The Seed in the Soil
I didn’t always see it from the clouds. I grew up in Saint Andrew, caught between two beautiful forces: a father who taught me the iron discipline of the land and a mother who was the very definition of nurture. Our lives were centered around agriculture. My hands were in the dirt before they ever touched a camera. We spent my childhood crisscrossing the island in a car, visiting aunts and uncles in every corner of every parish. Those road trips were my first classroom. I was building a visual vocabulary of greenery, red earth, and turquoise water without even knowing I was a student.
The Escape That Became a Mission
I spent years in the “multimedia lane”—animation, web development, producing sleek infomercials and broadcast ads for the Caribbean. I was building other people’s dreams, using my skills to sell a version of the region that felt polished but, to me, lacked a certain soul. Then, in late 2017, the world stopped.
My mother was diagnosed with cancer. It is a kind of news that hits like a wave you aren’t prepared to swim through. The anxiety was a physical weight. I needed an escape, a way to process what I was feeling without drowning in it. I had a camera and a drone, and I started taking them out on the road. I wasn’t looking for a brand or an audience; I was looking for a lifeline. I went up in the air to see the island from perspectives that made my own problems feel smaller, or perhaps just more part of a grander, more beautiful design. Fast-forward five years, and my mother is cancer-free. That escape? It became Sheldonlev.











Beyond the Resort Brochure
I began to feel a patriotic urgency. I was tired of the “resort brochure” version of my home. I wanted to show the Jamaica I knew—the real texture of it. I wanted to capture the mist on the peaks, the way the sea shifts from a bruised purple in Portland to a bright glass in Westmoreland. I wanted the crab salesman at Salt Marsh and the fruit vendor at Spur Tree Hill to be the heroes of the frame.
When I first started sharing these shots on social media, I didn’t have a store or a business plan. I just had love. But then the comments started coming. People weren’t just “liking” the photos; they were exhaling. Jamaicans in the Diaspora began to message me, saying they hadn’t been home in twenty years and my photos made them feel like they were standing on the sand again. They asked for prints. They wanted to touch the images.
Building the Foundation of Trust
That demand was terrifying in its own way. One of the hardest parts of this journey was earning the trust of someone thousands of miles away. How do you convince someone to buy a printed piece of art, sight unseen, from a screen? I knew if I sent out one subpar print, the dream was over. I became obsessed with the “Sheldonlev standard.” I tested every paper, every ink, and every shipping partner. I needed the colors to hold the same heat as a Jamaican afternoon.

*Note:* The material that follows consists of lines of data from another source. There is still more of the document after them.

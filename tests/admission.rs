use http::{HeaderMap, HeaderValue, Request, Response, StatusCode};
use portcullis::clock::ManualClock;
use portcullis::{AdmissionControl, PortcullisConfig, RateLimiter};
use std::convert::Infallible;
use std::time::Duration;
use tower::{service_fn, Layer, ServiceExt};

const CONFIG: &str = r#"{
    "limiters": {
        "login": { "maxRequests": 2, "windowMs": 60000, "message": "Slow down." },
        "upload": { "maxRequests": 1, "windowMs": 1000 }
    },
    "pipeline": { "timeoutMs": 5000, "maxRetries": 0 }
}"#;

fn client(ip: &'static str) -> HeaderMap {
    let mut headers = HeaderMap::new();
    headers.insert("x-forwarded-for", HeaderValue::from_static(ip));
    headers
}

#[test]
fn configured_limiters_override_presets() {
    let config = PortcullisConfig::from_json_str(CONFIG).unwrap();
    let admission = AdmissionControl::from_config(&config);

    let mut names: Vec<_> = admission.names().collect();
    names.sort_unstable();
    assert_eq!(names, ["api", "batch", "export", "login", "redeem", "upload"]);

    let login = admission.limiter("login").unwrap();
    assert_eq!(login.max_requests(), 2);
    assert_eq!(login.message(), "Slow down.");
    assert_eq!(admission.limiter("redeem").unwrap().max_requests(), 10);
}

#[test]
fn rejection_reports_retry_after() {
    let clock = ManualClock::new(1_000_000);
    let config = PortcullisConfig::from_json_str(CONFIG).unwrap();
    let admission = AdmissionControl::with_clock(&config, clock.clone());

    admission.admit("login", &client("9.9.9.9")).unwrap().unwrap();
    admission.admit("login", &client("9.9.9.9")).unwrap().unwrap();
    clock.advance_millis(30_001);
    let rejection = admission.admit("login", &client("9.9.9.9")).unwrap().unwrap_err();

    assert_eq!(rejection.retry_after_secs(), 30);
    assert_eq!(rejection.status().remaining, 0);
    assert_eq!(rejection.body()["message"], "Slow down.");
}

#[tokio::test]
async fn inbound_layer_answers_429() {
    let admission = AdmissionControl::from_config(&PortcullisConfig::from_json_str(CONFIG).unwrap());
    let layer = admission.inbound("upload").unwrap();
    let svc = layer.layer(service_fn(|_req: Request<String>| async {
        Ok::<_, Infallible>(Response::new("stored".to_string()))
    }));

    let request = || Request::builder().header("x-real-ip", "7.7.7.7").body(String::new()).unwrap();
    let first = svc.clone().oneshot(request()).await.unwrap();
    assert_eq!(first.status(), StatusCode::OK);
    assert_eq!(first.headers()["x-ratelimit-limit"], "1");

    let second = svc.oneshot(request()).await.unwrap();
    assert_eq!(second.status(), StatusCode::TOO_MANY_REQUESTS);
    assert_eq!(second.headers()["retry-after"], "1");
    assert!(admission.inbound("missing").is_none());
}

#[tokio::test(start_paused = true)]
async fn outbound_uses_configured_timeout_and_retries() {
    let admission = AdmissionControl::from_config(&PortcullisConfig::from_json_str(CONFIG).unwrap());
    let pipeline = admission.outbound::<(), String>().build();
    assert_eq!(pipeline.retry_policy().max_retries(), 0);

    let start = tokio::time::Instant::now();
    let err = pipeline.execute(|| std::future::pending()).await.unwrap_err();
    assert!(err.is_timeout());
    assert_eq!(start.elapsed(), Duration::from_secs(5));
    assert_eq!(admission.monitor().snapshot().error_count, 1);
}

#[tokio::test]
async fn outbound_quota_is_shared_with_the_named_limiter() {
    let mut admission = AdmissionControl::new();
    let partner = admission.insert(RateLimiter::new("partner-api", 2, Duration::from_secs(60)).unwrap());
    let pipeline = admission.outbound_limited::<u8, String>("partner-api", "self").unwrap().build();

    pipeline.execute(|| async { Ok(1) }).await.unwrap();
    pipeline.execute(|| async { Ok(2) }).await.unwrap();
    let err = pipeline.execute(|| async { Ok(3) }).await.unwrap_err();

    assert!(err.is_rate_limited());
    assert!(!partner.peek("self").allowed);
    assert!(admission.outbound_limited::<u8, String>("nope", "self").is_none());
}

In 2022, everything crystallized into Jamaica Digital Therapy from Above, Volume 1. Seeing over 150 aerial images of all fourteen parishes bound in a book felt like making the ephemeral permanent. It wasn’t just a collection of photos; it was a testament to the fact that our island belongs to all of us. My images come from being present in the authentic Jamaican way—the spirit of the road trip, where you stop to talk, eat at a seafood shack, and follow directions from a stranger who becomes a friend.

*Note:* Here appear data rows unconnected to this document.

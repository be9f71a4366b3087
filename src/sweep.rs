//! Periodic eviction for the in-memory stores.
//!
//! One task per store, not one timer per key. The task only holds a `Weak` reference, so
//! dropping the last `Arc` to the store ends the sweep on its next tick; dropping the
//! returned [`SweeperHandle`] ends it immediately.

use std::sync::{Arc, Weak};
use std::time::Duration;
use tokio::task::JoinHandle;

/// A store whose expired entries can be removed in one pass.
pub trait Sweep: Send + Sync {
    /// Remove every expired entry and return how many were removed.
    fn sweep(&self) -> usize;

    /// Label used in logs.
    fn label(&self) -> &str {
        "store"
    }
}

/// Owns a running sweep task. Aborts the task on drop.
#[derive(Debug)]
pub struct SweeperHandle {
    task: JoinHandle<()>,
}

impl SweeperHandle {
    pub(crate) fn from_task(task: JoinHandle<()>) -> Self {
        Self { task }
    }

    /// Stop sweeping now.
    pub fn stop(self) {
        drop(self);
    }

    pub fn is_finished(&self) -> bool {
        self.task.is_finished()
    }
}

impl Drop for SweeperHandle {
    fn drop(&mut self) {
        self.task.abort();
    }
}

/// Shortest period a background task will tick at.
pub const MIN_SWEEP_INTERVAL: Duration = Duration::from_millis(1);

/// `tokio::time::interval` panics on a zero period; raise it to [`MIN_SWEEP_INTERVAL`].
pub(crate) fn sweep_period(every: Duration, label: &str) -> Duration {
    if every < MIN_SWEEP_INTERVAL {
        tracing::warn!(task = label, requested = ?every, "sweep interval raised to 1ms");
        return MIN_SWEEP_INTERVAL;
    }
    every
}

/// Spawn a task that calls [`Sweep::sweep`] every `every` (at least [`MIN_SWEEP_INTERVAL`]).
/// Must be called within a tokio runtime.
pub fn spawn_sweeper<T>(target: &Arc<T>, every: Duration) -> SweeperHandle
where
    T: Sweep + 'static,
{
    let every = sweep_period(every, target.label());
    let weak: Weak<T> = Arc::downgrade(target);
    let task = tokio::spawn(async move {
        let mut ticker = tokio::time::interval(every);
        ticker.set_missed_tick_behavior(tokio::time::MissedTickBehavior::Delay);
        // interval fires immediately; skip that tick so the first pass runs after `every`
        ticker.tick().await;
        loop {
            ticker.tick().await;
            let Some(store) = weak.upgrade() else {
                break;
            };
            let removed = store.sweep();
            if removed > 0 {
                tracing::debug!(store = store.label(), removed, "swept expired entries");
            }
        }
    });
    SweeperHandle { task }
}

A Piece of Home in Your Hands
My process is still rooted in that rhythm. I’m usually up before the first cup of coffee is poured because our light is best at sunrise. I drive until I see something that feels honest. When I’m creating, I’m thinking of three people. I’m thinking of the young Jamaican at home who sees a shot of their own neighborhood and thinks, “We are beautiful.” I’m thinking of the curious outsider who realizes there is more to us than a beach.

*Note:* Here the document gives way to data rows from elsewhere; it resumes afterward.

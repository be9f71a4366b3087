//! Per-attempt deadline for outbound calls.
//!
//! The operation is raced against a timer. When the timer wins, the operation's future is
//! dropped, which cancels any cancellable I/O it was driving; its eventual result is never
//! observed.

use crate::error::BuildError;
use crate::ResilienceError;
use std::future::Future;
use std::time::Duration;
use tokio::time::Instant;

/// Default outbound timeout (30 s).
pub const DEFAULT_TIMEOUT: Duration = Duration::from_secs(30);
/// Timeout used on the redemption path (15 s).
pub const REDEMPTION_TIMEOUT: Duration = Duration::from_secs(15);

#[derive(Debug, Clone, Copy, PartialEq, Eq)]
pub struct TimeoutPolicy {
    duration: Duration,
}

impl TimeoutPolicy {
    /// Create a timeout policy. The duration must be non-zero and finite.
    pub fn new(duration: Duration) -> Result<Self, BuildError> {
        if duration.is_zero() || duration == Duration::MAX {
            return Err(BuildError::InvalidTimeout(duration));
        }
        Ok(Self { duration })
    }

    /// The 15 s redemption-path timeout.
    pub const fn redemption() -> Self {
        Self { duration: REDEMPTION_TIMEOUT }
    }

    /// The deadline applied to each attempt.
    pub fn duration(&self) -> Duration {
        self.duration
    }

    pub async fn execute<T, E, Fut, Op>(&self, operation: Op) -> Result<T, ResilienceError<E>>
    where
        Fut: Future<Output = Result<T, ResilienceError<E>>>,
        Op: FnOnce() -> Fut,
    {
        let start = Instant::now();

        match tokio::time::timeout(self.duration, operation()).await {
            Ok(result) => result,
            Err(_) => {
                let elapsed = start.elapsed();
                tracing::warn!(?elapsed, timeout = ?self.duration, "operation timed out");
                Err(ResilienceError::Timeout { elapsed, timeout: self.duration })
            }
        }
    }
}

impl Default for TimeoutPolicy {
    fn default() -> Self {
        Self { duration: DEFAULT_TIMEOUT }
    }
}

But mostly, I think of the person in the Diaspora. I want them to hold my book and feel the salt air on their skin. I want them to feel like Jamaica is reaching out through the frame to say, “I remember you. I haven’t changed that much. Come home when you can.”
The Legacy of the Lens
Being part of the Things Jamaican family validates everything I’ve worked toward. It places my work within the gold standard of our craftsmanship. Success to me isn’t just about moving merchandise—though I see this brand growing internationally over the next five years. Success looks like legacy. It looks like a kid in Saint Andrew realizing they can own their future.
If you have a craft or a seed of an idea, start before you’re ready. I wasn’t confident or funded; I just had a drone and a feeling that Jamaica deserved to be seen properly. You aren’t just making a product; you’re building a piece of Brand Jamaica. Own it today.